Introspection code for many commonly used UI objects is already available and adding new code for UI objects that are not yet covered is simple. More details on how to add such introspection objects will be added to the wiki page soon.
To solve the problem that many UI operations happen asynchronously we have added some events (for now only for opening dialogs) and will use events as a way to make the tests more reliable. Existing events that get reused are the events for signaling that a document is ready and that the document has been closed.
Finding an object is solved through the ID that we most of the time get from the ui file. Nearly all of them are locally unique so they make for some great identifiers that stay unchanged even when a dialog is reorganized or a new element is introduced. Obviously this would still cause issues when a button is moved from one container widget to another one and we ask the old one for a child with the ID. However as we assume locally unique IDs we just always walk up to the top level window (either of the dialog or the whole document) and search for there.
Python testing framwork
The actual tests are not written in C++ and while I’m normally not a fan of using different languages for writing tests it seems like the right decision here. The tests only interact with LibreOffice through the UNO interface and we want to lower the barrier for adding UI tests compared to our complicated internal C++ tests (which are still much more useful for anything that you need to debug regularly). Additionally debugging of the UI tests can normally happen by invoking the UI operations manually whereas debugging one of our other tests is bound to some function calls.
The testing framework is split into three parts: the test cases, the framework code specific to UI testing and useful UNO code. Splitting the last part out from the rest allows us to collect useful code snippets that can be used in other places or even by external developers interacting with LibreOffice. An example that is already in the framework code is the code used to start LibreOffice and create a socket connection.
Adding a new test mainly requires to create a class that derives from the main test class and through introspection each method whose names starts with test will be executed (an example; the sleeps are just for visual inspection).
To make the life easier there is a UITest object that provides access to some common operations like opening a dialog and waiting for the event that the dialog is ready.
The implemented test framework trades stability of the tests against less code. For now only the most common UI objects have introspection code, which still covers around 90% of the objects, but there are still corner cases where we need to add more code to the introspection library. Nevertheless you can already write tests for many of the dialogs and can already inspect some of the demo code that I have written.

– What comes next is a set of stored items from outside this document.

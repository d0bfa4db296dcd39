//! Benchmark runner.
//!
//! Usage:
//!   cargo run --release -- <benchmark> \[options\]
//!
//! Benchmarks:
//!   breadth-first      heap-indexed array walk
//!   preorder           preorder array walk with right-subtree offsets
//!   preorder-cover     preorder walk that also reports per-node visit counts
//!   treelite           closure-compiled baseline (alias: compiled)
//!   simd               SIMD compare plus lookup table, depth-3 only (alias: bitmask)
//!
//! Examples:
//!   # Reference run over the Higgs test set
//!   cargo run --release -- simd
//!
//!   # Another data file, all cores
//!   cargo run --release -- preorder --data test.csv --rows 1000 --threads 0
//!
//!   # Emit the model as Rust source for an out-of-tree baseline
//!   cargo run --release -- treelite --emit-rust model_tree.rs

use std::path::PathBuf;

use anyhow::{Context, Result};
use clap::Parser;
use log::info;

use fast_tree::data::read_features;
use fast_tree::driver::{load_model_file, run, write_predictions_file};
use fast_tree::{emit_rust, run_with_threads, BenchConfig, BreadthFirstTree, EvaluatorKind};

#[derive(Parser, Debug)]
#[command(name = "fast-tree", version, about = "Compare decision-tree evaluators on one batch of rows")]
struct Options {
    /// Evaluator to benchmark.
    benchmark: EvaluatorKind,
    /// JSON run configuration; flags below override it.
    #[arg(long)]
    config: Option<PathBuf>,
    /// Comma-delimited feature file.
    #[arg(long)]
    data: Option<PathBuf>,
    /// XGBoost text dump holding a single tree.
    #[arg(long)]
    model: Option<PathBuf>,
    /// Rows to read (0 reads the whole file).
    #[arg(long)]
    rows: Option<usize>,
    /// Values per row.
    #[arg(long)]
    cols: Option<usize>,
    /// Sentinel that marks a missing value in the data file.
    #[arg(long, allow_hyphen_values = true)]
    missing: Option<f32>,
    /// The data file starts with a header line.
    #[arg(long)]
    header: bool,
    /// Where to write predictions.
    #[arg(long)]
    out: Option<PathBuf>,
    /// Worker threads: 0 = all cores, 1 = sequential.
    #[arg(long)]
    threads: Option<usize>,
    /// Also write the model as a Rust function to this path.
    #[arg(long)]
    emit_rust: Option<PathBuf>,
}

impl Options {
    fn into_config(self) -> Result<(EvaluatorKind, BenchConfig, Option<PathBuf>)> {
        let mut config = match &self.config {
            Some(path) => BenchConfig::from_file(path)
                .with_context(|| format!("failed to load config {}", path.display()))?,
            None => BenchConfig::default(),
        };
        if let Some(data) = self.data {
            config.data_path = data;
        }
        if let Some(model) = self.model {
            config.model_path = model;
        }
        if let Some(rows) = self.rows {
            config.num_rows = (rows > 0).then_some(rows);
        }
        if let Some(cols) = self.cols {
            config.num_cols = cols;
        }
        if let Some(missing) = self.missing {
            config.missing_value = missing;
        }
        if self.header {
            config.has_header = true;
        }
        if let Some(out) = self.out {
            config.output_path = out;
        }
        if let Some(threads) = self.threads {
            config.threads = threads;
        }
        config.validate()?;
        Ok((self.benchmark, config, self.emit_rust))
    }
}

fn main() -> Result<()> {
    env_logger::Builder::from_env(env_logger::Env::default().default_filter_or("info")).init();

    let (kind, config, emit_path) = Options::parse().into_config()?;
    println!("Benchmark: {kind}");

    if let Some(path) = emit_path {
        let tree = BreadthFirstTree::from_file(&config.model_path)
            .with_context(|| format!("failed to load model {}", config.model_path.display()))?;
        std::fs::write(&path, emit_rust(&tree, "predict"))
            .with_context(|| format!("failed to write {}", path.display()))?;
        info!("wrote Rust source to {}", path.display());
    }

    let features = read_features(&config.data_path, &config.csv_options())
        .with_context(|| format!("failed to read features {}", config.data_path.display()))?;
    let model = load_model_file(kind, &config.model_path)
        .with_context(|| format!("failed to load model {}", config.model_path.display()))?;

    let report = run_with_threads(config.threads, |parallelism| {
        run(&model, features.view(), parallelism)
    })
    .context("failed to start thread pool")?;

    write_predictions_file(&config.output_path, &report.predictions)
        .with_context(|| format!("failed to write {}", config.output_path.display()))?;

    println!("Total prediction time: {}s", report.elapsed.as_secs_f64());
    if let Some(cover) = &report.cover {
        for (node, count) in cover {
            println!("Node {node} has true cover {count}");
        }
    }
    Ok(())
}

I’m also still chasing two race conditions that make the tests deadlock or fail. The deadlock case is already handled by a patch that is in gerrit and just not yet pushed to the repository, but the case that Impress tests fail with the new template chooser is still under investigation(the time.sleep in  are currently mandatory).
Another open issue is still how to best organize running the uitests under gdb. There is some support already but sadly it is not working as well as it should.
I’m going to add more documentation in form of blog posts and wiki pages soon but you can already get an idea of how the tests work by inspecting the code in the uitest module.
Executing the tests should mainly work (except for the two problems mentioned above) with a make uicheck or make uitest.uicheck after a successful make.
Please report all problems and suggestions to me so that I can integrate them into the new framework.